Thanks again for participating in the Fungal Genome Tools session. It is
my hope we'll continue to have these types of demonstrations of what new
tools are out there. We also should work to have a focused workshop on
integrating tools. Can I ask the presenters to email a copy of your
talk or a link to the talk on your website so that I can create
information page about this session. It appears that to share documents
we can do this within Google Docs and I will see about setting up a
system for this to allow us to share and edit the information.

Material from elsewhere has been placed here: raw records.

use assert_float_eq::assert_float_absolute_eq;
use chrono::NaiveDate;

use meal_carbon_rs::engine::{compare_to_meat, calculate_equivalents, CarbonCalculator};
use meal_carbon_rs::models::{IngredientUsage, MealDescription, TipKind};

fn date(year: i32, month: u32, day: u32) -> NaiveDate {
    NaiveDate::from_ymd_opt(year, month, day).unwrap()
}

fn mixed_meal() -> Vec<IngredientUsage> {
    vec![
        IngredientUsage::new("番茄", 250.0, 0.7).with_origin("local"),
        IngredientUsage::new("牛油果", 120.0, 2.5)
            .with_origin("import")
            .with_preservation("refrigerated"),
        IngredientUsage::new("豆腐", 300.0, 3.2),
        IngredientUsage::new("玉米", 150.0, 1.1).with_preservation("canned"),
        IngredientUsage::new("蓝莓", 80.0, 1.8).with_preservation("frozen"),
    ]
}

#[test]
fn test_simple_total_is_sum_times_multiplier() {
    let calc = CarbonCalculator::default();
    let ingredients = mixed_meal();
    let raw: f64 = ingredients
        .iter()
        .map(|i| i.per_kg_footprint * i.amount_grams / 1000.0)
        .sum();

    for (method, factor) in [("蒸", 1.05), ("烤", 1.25), ("微波炉", 1.0)] {
        let result = calc.calculate_simple(&ingredients, method);
        assert_eq!(result.cooking_factor, factor);
        assert_float_absolute_eq!(result.total_carbon, raw * factor, 0.005);
    }
}

#[test]
fn test_simple_empty_list() {
    let result = CarbonCalculator::default().calculate_simple(&[], "炒");
    assert_eq!(result.total_carbon, 0.0);
    assert!(result.details.is_empty());
}

#[test]
fn test_breakdown_values_sum_to_total() {
    let calc = CarbonCalculator::default();
    for month in 1..=12 {
        for method in ["生食", "炒", "炸", "不存在"] {
            let meal = MealDescription::new(mixed_meal(), method).with_date(date(2025, month, 15));
            let result = calc.calculate_advanced(&meal);
            assert_float_absolute_eq!(result.breakdown.values.sum(), result.total_carbon, 0.01);
        }
    }
}

#[test]
fn test_breakdown_percent_sums_to_100() {
    let calc = CarbonCalculator::default();
    let meal = MealDescription::new(mixed_meal(), "煎").with_date(date(2025, 11, 2));
    let result = calc.calculate_advanced(&meal);
    assert!(result.total_carbon > 0.0);
    assert_float_absolute_eq!(result.breakdown.percent.sum(), 100.0, 0.5);
}

#[test]
fn test_empty_meal_percentages_are_zero() {
    let calc = CarbonCalculator::default();
    let meal = MealDescription::new(Vec::new(), "炒").with_date(date(2025, 4, 1));
    let result = calc.calculate_advanced(&meal);

    assert_eq!(result.total_carbon, 0.0);
    for (_, pct) in result.breakdown.percent.entries() {
        assert_eq!(pct, 0.0);
        assert!(pct.is_finite());
    }
    assert_eq!(result.tips.len(), 1);
    assert_eq!(result.tips[0].kind, TipKind::Praise);
}

#[test]
fn test_all_zero_footprints_percentages_are_zero() {
    let calc = CarbonCalculator::default();
    let meal = MealDescription::new(vec![IngredientUsage::new("水", 500.0, 0.0)], "煮")
        .with_date(date(2025, 4, 1));
    let result = calc.calculate_advanced(&meal);
    assert_eq!(result.total_carbon, 0.0);
    assert_eq!(result.breakdown.percent.sum(), 0.0);
}

#[test]
fn test_season_factor_follows_meal_date() {
    let calc = CarbonCalculator::default();
    let tomato = vec![IngredientUsage::new("番茄", 100.0, 1.0)];

    let july = MealDescription::new(tomato.clone(), "炒").with_date(date(2025, 7, 1));
    let january = MealDescription::new(tomato, "炒").with_date(date(2025, 1, 1));

    assert_eq!(calc.calculate_advanced(&july).ingredients[0].factors.season, 1.0);
    assert_eq!(calc.calculate_advanced(&january).ingredients[0].factors.season, 1.2);
}

#[test]
fn test_transport_factor_by_origin() {
    let calc = CarbonCalculator::default();
    let meal = MealDescription::new(
        vec![
            IngredientUsage::new("a", 100.0, 1.0).with_origin("import"),
            IngredientUsage::new("b", 100.0, 1.0),
            IngredientUsage::new("c", 100.0, 1.0).with_origin("local"),
            IngredientUsage::new("d", 100.0, 1.0).with_origin("进口"),
        ],
        "炒",
    )
    .with_date(date(2025, 5, 1));
    let result = calc.calculate_advanced(&meal);

    let transport: Vec<f64> = result.ingredients.iter().map(|i| i.factors.transport).collect();
    assert_eq!(transport, vec![1.35, 1.15, 1.0, 1.35]);
}

#[test]
fn test_end_to_end_single_ingredient() {
    let calc = CarbonCalculator::default();
    let meal = MealDescription::new(vec![IngredientUsage::new("番茄", 200.0, 3.2)], "蒸")
        .with_date(date(2025, 7, 15));
    let result = calc.calculate_advanced(&meal);

    let values = &result.breakdown.values;
    assert_float_absolute_eq!(values.ingredient_base, 0.64, 1e-9);
    assert_float_absolute_eq!(values.cooking_energy, 0.032, 1e-9);
    assert_float_absolute_eq!(values.transportation, 0.096, 1e-9);
    assert_eq!(values.seasonal, 0.0);
    assert_eq!(values.preservation, 0.0);
    assert_eq!(result.total_carbon, 0.77);
    assert_eq!(result.ingredients[0].base_carbon, 0.64);
    assert_eq!(result.ingredients[0].total_carbon, 0.768);

    // Under the default 1.0 kg baseline
    assert_eq!(result.vs_baseline.reduction, 0.23);
    assert_eq!(result.vs_baseline.meal_type, "素食简餐");
}

#[test]
fn test_tips_for_off_season_fried_import() {
    let calc = CarbonCalculator::default();
    let meal = MealDescription::new(
        vec![IngredientUsage::new("西兰花", 1000.0, 1.0)
            .with_origin("import")
            .with_preservation("frozen")],
        "炸",
    )
    .with_date(date(2025, 7, 1))
    .with_meal_type("肉食简餐");
    let result = calc.calculate_advanced(&meal);

    let kinds: Vec<TipKind> = result.tips.iter().map(|t| t.kind).collect();
    assert_eq!(
        kinds,
        vec![
            TipKind::Cooking,
            TipKind::Seasonal,
            TipKind::Transport,
            TipKind::Preservation
        ]
    );
    // 1.0 + 0.35 + 0.2 + 0.35 + 0.1
    assert_eq!(result.total_carbon, 2.0);
    assert_eq!(result.vs_baseline.baseline, 5.0);
    assert_eq!(result.vs_baseline.reduction, 3.0);
    assert_eq!(result.vs_baseline.reduction_percent, 60.0);
}

#[test]
fn test_compare_to_meat() {
    let cmp = compare_to_meat(1.0, 5.0);
    assert_eq!(cmp.reduction, 4.0);
    assert_eq!(cmp.reduction_percent, 80.0);
    assert_eq!(cmp.equivalents, calculate_equivalents(4.0));
}

#[test]
fn test_calculation_is_idempotent() {
    let calc = CarbonCalculator::default();
    let meal = MealDescription::new(mixed_meal(), "焖").with_date(date(2025, 9, 9));
    let first = calc.calculate_advanced(&meal);
    let second = calc.calculate_advanced(&meal);
    assert_eq!(first, second);
    assert_eq!(
        serde_json::to_string(&first).unwrap(),
        serde_json::to_string(&second).unwrap()
    );
}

Please also pass along the link to the mailing list to your colleagues
that may be interested.
http://groups.google.com/group/fungal-genome-tools
and I hope we can have a chance to exchange more ideas and resources
among ourselves and the community.

One problem we all have been struggling with, is a central and single
place to obtain the latest version of the fungal genomes from all
sites. This is certainly a monumental task to curate, but seems to have
been undertaken by several groups at once. Would be possible to work
towards this goal with perhaps different groups focusing on phylogenetic
taxa or other partitions so that we can benefit from this shared
effort? Along with that is of course the meta-data about what version
of the genome and if we are also keeping the annotation and resulting
predicted proteins and coding or non-coding gene sequences. This is
minimal data that each genome-centric site has and can be represented
simply with FASTA and GFF3-compliant files. This overlaps greatly with
what NCBI and RefSeq are intended to cover but so far has been
insufficiently up-to-date and also difficult to sort out data files that
properly list LOCUS and Chromosome names in formats suitable for many
browsers. It also seems like data is being produced at a higher rate
than is able to be curated by one place so I wonder whether a
distributed approach wouldn't be helpful here too?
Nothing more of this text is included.